VOLUME ÚNICO
Capítulo 2
Era o inverno do meu primeiro ano do ensino médio. Em abril, eu passaria para o segundo ano. E, um ano depois, estaria no terceiro ano. E, depois disso, viriam os exames de admissão à universidade.
Como punição por não me esforçar para melhorar, fui mandado para as montanhas durante as férias de inverno, para uma vila que só ganhava vida de verdade quando a neve caía. Meus pais convenceram a escola a me deixar sair dez dias antes e a permitir que eu começasse o terceiro semestre com dez dias de atraso. Somado às férias de inverno de dez dias, seriam trinta dias passados nas montanhas.
Minha tia era dona e administradora de um ryokan nessa vila. O ryokan ficava tranquilo no verão e movimentado no inverno. Era reservado quase exclusivamente por caminhantes e esquiadores. Meus pais me mandaram para cá para trabalhar com ela. Minha mãe esperava que a irmã dela pudesse me colocar na linha e me ensinar o que é trabalhar duro. Eles disseram a ela para fazer o que fosse necessário. Minha tia aceitou de bom grado. Nada era melhor do que mão de obra gratuita durante a alta temporada.
A temperatura caiu assim que entrei na floresta. Coloquei as mãos nos bolsos e segurei duas latas de chá com leite quente que havia comprado mais cedo em uma máquina de venda automática.
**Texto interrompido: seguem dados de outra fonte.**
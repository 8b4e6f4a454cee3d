#[cfg(test)]
mod tests {
    use std::collections::BTreeMap;

    use sea_orm::{DatabaseBackend, MockDatabase, MockExecResult, Value};
    use uuid::Uuid;

    use crate::database::entity::post::{self, CategoryIds, Comments, Tags};
    use crate::database::entity::{category, user};
    use crate::database::postgres_repo::{
        PostgresCategoryRepository, PostgresPostRepository, PostgresUserRepository,
    };
    use quill_core::domain::{Category, Comment, PageRequest, Post, PostFilter, PostStatus, User};
    use quill_core::error::RepoError;
    use quill_core::ports::{BaseRepository, CategoryRepository, PostRepository, UserRepository};

    fn post_model(id: Uuid, title: &str) -> post::Model {
        let now = chrono::Utc::now();
        post::Model {
            id,
            user_id: "user_1".to_owned(),
            user_email: Some("ada@example.com".to_owned()),
            user_name: "Ada".to_owned(),
            title: title.to_owned(),
            content: "Content long enough".to_owned(),
            excerpt: "Content long enough...".to_owned(),
            featured_image: String::new(),
            categories: CategoryIds(vec![]),
            tags: Tags(vec!["rust".to_owned()]),
            status: post::Status::Published,
            comments: Comments(vec![]),
            likes: 0,
            views: 0,
            created_at: now.into(),
            updated_at: now.into(),
        }
    }

    fn category_model(name: &str, slug: &str) -> category::Model {
        let now = chrono::Utc::now();
        category::Model {
            id: Uuid::new_v4(),
            name: name.to_owned(),
            slug: slug.to_owned(),
            description: None,
            color: Some("#336699".to_owned()),
            created_at: now.into(),
            updated_at: now.into(),
        }
    }

    fn count_row(total: i64) -> BTreeMap<&'static str, Value> {
        BTreeMap::from([("num_items", Value::from(total))])
    }

    #[tokio::test]
    async fn test_find_post_by_id() {
        let post_id = Uuid::new_v4();

        let db = MockDatabase::new(DatabaseBackend::Postgres)
            .append_query_results([vec![post_model(post_id, "Test Post")]])
            .into_connection();

        let repo = PostgresPostRepository::new(db);

        let result: Option<Post> = repo.find_by_id(post_id).await.unwrap();

        let post = result.expect("post should be found");
        assert_eq!(post.title, "Test Post");
        assert_eq!(post.id, post_id);
        assert_eq!(post.status, PostStatus::Published);
        assert_eq!(post.tags, vec!["rust".to_string()]);
    }

    #[tokio::test]
    async fn test_find_page_and_count() {
        let db = MockDatabase::new(DatabaseBackend::Postgres)
            .append_query_results([vec![
                post_model(Uuid::new_v4(), "Newest post"),
                post_model(Uuid::new_v4(), "Older post"),
            ]])
            .append_query_results([vec![count_row(12)]])
            .into_connection();

        let repo = PostgresPostRepository::new(db);
        let filter = PostFilter {
            status: Some(PostStatus::Published),
            search: Some("rust".to_string()),
            ..Default::default()
        };

        let page = repo
            .find_page(&filter, PageRequest::new(Some(2), Some(2)))
            .await
            .unwrap();
        assert_eq!(page.len(), 2);
        assert_eq!(page[0].title, "Newest post");

        let total = repo.count(&filter).await.unwrap();
        assert_eq!(total, 12);

        let log = repo.db.into_transaction_log();
        let select = &log[0].statements()[0].sql;
        assert!(select.contains("ORDER BY \"posts\".\"created_at\" DESC"));
        assert!(select.contains("to_tsvector"));
        assert!(select.contains("LIMIT"));
    }

    #[tokio::test]
    async fn test_increment_likes_is_single_update() {
        let post_id = Uuid::new_v4();
        let mut liked = post_model(post_id, "Liked post");
        liked.likes = 1;

        let db = MockDatabase::new(DatabaseBackend::Postgres)
            .append_exec_results([MockExecResult {
                last_insert_id: 0,
                rows_affected: 1,
            }])
            .append_query_results([vec![liked]])
            .into_connection();

        let repo = PostgresPostRepository::new(db);
        let post = repo.increment_likes(post_id).await.unwrap().unwrap();
        assert_eq!(post.likes, 1);

        let log = repo.db.into_transaction_log();
        let update = &log[0].statements()[0].sql;
        assert!(update.starts_with("UPDATE \"posts\""));
        assert!(update.contains("\"likes\" + "));
    }

    #[tokio::test]
    async fn test_increment_views_missing_post() {
        let db = MockDatabase::new(DatabaseBackend::Postgres)
            .append_exec_results([MockExecResult {
                last_insert_id: 0,
                rows_affected: 0,
            }])
            .into_connection();

        let repo = PostgresPostRepository::new(db);
        let result = repo.increment_views(Uuid::new_v4()).await.unwrap();
        assert!(result.is_none());
    }

    #[tokio::test]
    async fn test_push_and_pull_comment() {
        let post_id = Uuid::new_v4();
        let comment = Comment::new("user_2".into(), "Grace".into(), "Great read");
        let comment_id = comment.id;

        let mut with_comment = post_model(post_id, "Commented post");
        with_comment.comments = Comments(vec![comment.clone()]);
        let without_comment = post_model(post_id, "Commented post");

        let db = MockDatabase::new(DatabaseBackend::Postgres)
            .append_exec_results([
                MockExecResult {
                    last_insert_id: 0,
                    rows_affected: 1,
                },
                MockExecResult {
                    last_insert_id: 0,
                    rows_affected: 1,
                },
            ])
            .append_query_results([vec![with_comment], vec![without_comment]])
            .into_connection();

        let repo = PostgresPostRepository::new(db);

        let post = repo.push_comment(post_id, comment).await.unwrap().unwrap();
        assert_eq!(post.comments.len(), 1);
        assert_eq!(post.comments[0].id, comment_id);

        let post = repo.pull_comment(post_id, comment_id).await.unwrap().unwrap();
        assert!(post.comments.is_empty());

        let log = repo.db.into_transaction_log();
        assert!(log[0].statements()[0].sql.contains("comments || "));
        assert!(log[2].statements()[0].sql.contains("jsonb_array_elements"));
    }

    #[tokio::test]
    async fn test_save_edits_leaves_comments_and_counters_alone() {
        let post_id = Uuid::new_v4();
        let mut stored = post_model(post_id, "Edited title");
        stored.comments = Comments(vec![Comment::new("user_2".into(), "Grace".into(), "hi")]);
        stored.likes = 3;

        let db = MockDatabase::new(DatabaseBackend::Postgres)
            .append_exec_results([MockExecResult {
                last_insert_id: 0,
                rows_affected: 1,
            }])
            .append_query_results([vec![stored]])
            .into_connection();

        let repo = PostgresPostRepository::new(db);
        let mut edited: Post = post_model(post_id, "Edited title").into();
        edited.tags = vec!["edited".to_string()];

        let post = repo.save_edits(edited).await.unwrap().unwrap();
        assert_eq!(post.comments.len(), 1);
        assert_eq!(post.likes, 3);

        let log = repo.db.into_transaction_log();
        let update = &log[0].statements()[0].sql;
        assert!(update.starts_with("UPDATE \"posts\""));
        assert!(update.contains("\"title\" = "));
        assert!(!update.contains("\"comments\""));
        assert!(!update.contains("\"likes\""));
        assert!(!update.contains("\"views\""));
    }

    #[tokio::test]
    async fn test_save_edits_missing_post() {
        let db = MockDatabase::new(DatabaseBackend::Postgres)
            .append_exec_results([MockExecResult {
                last_insert_id: 0,
                rows_affected: 0,
            }])
            .into_connection();

        let repo = PostgresPostRepository::new(db);
        let ghost: Post = post_model(Uuid::new_v4(), "Ghost post").into();
        assert!(repo.save_edits(ghost).await.unwrap().is_none());
    }

    #[tokio::test]
    async fn test_delete_missing_post_is_not_found() {
        let db = MockDatabase::new(DatabaseBackend::Postgres)
            .append_exec_results([MockExecResult {
                last_insert_id: 0,
                rows_affected: 0,
            }])
            .into_connection();

        let repo = PostgresPostRepository::new(db);
        let result = BaseRepository::<Post, Uuid>::delete(&repo, Uuid::new_v4()).await;
        assert!(matches!(result, Err(RepoError::NotFound)));
    }

    #[tokio::test]
    async fn test_categories_listed_and_looked_up() {
        let rust = category_model("Rust", "rust");
        let web = category_model("Web Development", "web-development");
        let rust_id = rust.id;

        let db = MockDatabase::new(DatabaseBackend::Postgres)
            .append_query_results([vec![rust.clone(), web], vec![rust]])
            .into_connection();

        let repo = PostgresCategoryRepository::new(db);

        let all: Vec<Category> = repo.list_by_name().await.unwrap();
        assert_eq!(all.len(), 2);
        assert_eq!(all[1].slug, "web-development");

        let found = repo.find_many(&[rust_id, Uuid::new_v4()]).await.unwrap();
        assert_eq!(found.len(), 1);
        assert_eq!(found[0].id, rust_id);

        // No ids, no query.
        assert!(repo.find_many(&[]).await.unwrap().is_empty());
    }

    #[tokio::test]
    async fn test_find_user_by_email_or_username() {
        let now = chrono::Utc::now();
        let model = user::Model {
            id: Uuid::new_v4(),
            username: "ada".to_owned(),
            email: "ada@example.com".to_owned(),
            password_hash: "$argon2id$hash".to_owned(),
            first_name: Some("Ada".to_owned()),
            last_name: None,
            created_at: now.into(),
            updated_at: now.into(),
        };

        let db = MockDatabase::new(DatabaseBackend::Postgres)
            .append_query_results([vec![model]])
            .into_connection();

        let repo = PostgresUserRepository::new(db);
        let found: Option<User> = repo
            .find_by_email_or_username("someone@example.com", "ada")
            .await
            .unwrap();

        let user = found.expect("user should be found");
        assert_eq!(user.username, "ada");
        assert_eq!(user.password_hash, "$argon2id$hash");

        let log = repo.db.into_transaction_log();
        assert!(log[0].statements()[0].sql.contains(" OR "));
    }
}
Segui o rastro de pegadas de anjo mais para dentro da floresta. Normalmente, trilhas florestais como essa se conectavam a uma pista de esqui para ajudar os esquiadores a voltarem para suas acomodações. Mas não vi nenhum sinal de esquiadores. Além das minhas pegadas e das pegadas de anjo, a neve estava perfeitamente lisa.
Como essas pegadas chegaram aqui?
A julgar pelo tamanho do pé, provavelmente era uma menina. Espiei para dentro da floresta, na esperança de ver a origem das pegadas, mas tudo o que vi foi uma parede de pinheiros cobertos de neve.
Aprofundei-me na floresta. A neve estalava e rangia sob meu peso. Cada uma das minhas pegadas deixava uma marca ao lado do misterioso rastro de pegadas.
Depois de um tempo, parei, porque as pegadas pararam.
À frente havia uma curva à esquerda e, no lado externo da curva, havia um monte de neve. E naquele monte de neve estava uma menina.